Results and discussion

Results from the scenario analysis show that overall impacts can be reduced by importing the materials from a nearer source with efficient production technologies and greener fuel mixes. About 10–34 % reduction is estimated in embodied energy, acidification, eutrophication, global warming potential, smog, and health impacts by importing from a closer and technologically greener source.

Conclusions

Despite the limitations due to data and modeling uncertainties, this study constitutes a baseline/benchmark for addressing the current cement and aggregate markets and associated environmental impacts of concrete consumption in Singapore based on historical import quantities of cement and aggregates from neighboring countries of Singapore. In the near future, policy-related action would be influential in achieving Singapore’s national and global environmental targets in buildings and construction sector.
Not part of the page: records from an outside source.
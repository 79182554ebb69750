//! The per-channel sample store.
//!
//! A [`ChannelStore`] holds every ping read for one channel as a pair of
//! row-major matrices (power in dB, electrical angles) plus per-ping vectors
//! for the recording parameters. The recording parameters may change from
//! ping to ping, so rows are NaN-padded to a common sample capacity; the
//! grid and conversion methods later turn this jagged-but-rectangular block
//! into a regular grid.
//!
//! NOTE: power is stored in log form. Code that manipulates power values
//! directly must keep them in log form.
//!
//! Two growth regimes exist. In the default regime the ping axis grows in
//! `chunk_width` increments and the sample axis grows to fit the largest
//! ping seen. In the rolling regime the arrays are allocated up front with a
//! fixed shape and, once full, the oldest ping is dropped for each new one;
//! this supports streaming sources with bounded memory.
use log::debug;
use ndarray::{s, Array2};

use crate::calibration::{CalParam, CalValue, Calibration};
use crate::datagram_structs::{ChannelMetadata, MetadataHandle, SampleDatagram};
use crate::errors::*;
use crate::sample_codec;
use crate::timestamp::NOT_A_TIME;

/// Storage behaviour options for a new [`ChannelStore`].
#[derive(Debug, Clone, PartialEq)]
pub struct StorageOptions {
    /// Ping capacity of a rolling store, and the initial capacity hint
    /// otherwise.
    pub n_pings: usize,
    /// Sample capacity of a rolling store.
    pub n_samples: usize,
    /// Fixed-size rolling storage instead of growing storage.
    pub rolling: bool,
    /// How many ping slots to add per growth step of a non-rolling store.
    pub chunk_width: usize,
    pub store_power: bool,
    pub store_angles: bool,
    /// Cap on the sample axis; samples beyond it are dropped on append.
    pub max_sample_number: Option<usize>,
}

impl Default for StorageOptions {
    fn default() -> Self {
        StorageOptions {
            n_pings: 100,
            n_samples: 1000,
            rolling: false,
            chunk_width: 500,
            store_power: true,
            store_angles: true,
            max_sample_number: None,
        }
    }
}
Incorporation of an LCA approach into Green Mark Scheme (GMS) by the Building and Construction Authority (BCA) is recommended for Singapore to comply both with its national goals and with its new climate action plan to the UN Framework Convention on Climate Change.

Keywords

Aggregates Cement Concrete Life-cycle assessment (LCA) Green Mark Scheme (GMS) for Singapore International Carbon Trading Life-cycle impact assessment (LCIA) 

Notes

Acknowledgements

This research is funded by the Republic of Singapore’s National Research Foundation through a grant to the Berkeley Education Alliance for Research in Singapore (BEARS) for the Singapore-Berkeley Building Efficiency and Sustainability in the Tropics (SinBerBEST) Program. BEARS has been established by the University of California, Berkeley, as a center for intellectual excellence in research and education in Singapore.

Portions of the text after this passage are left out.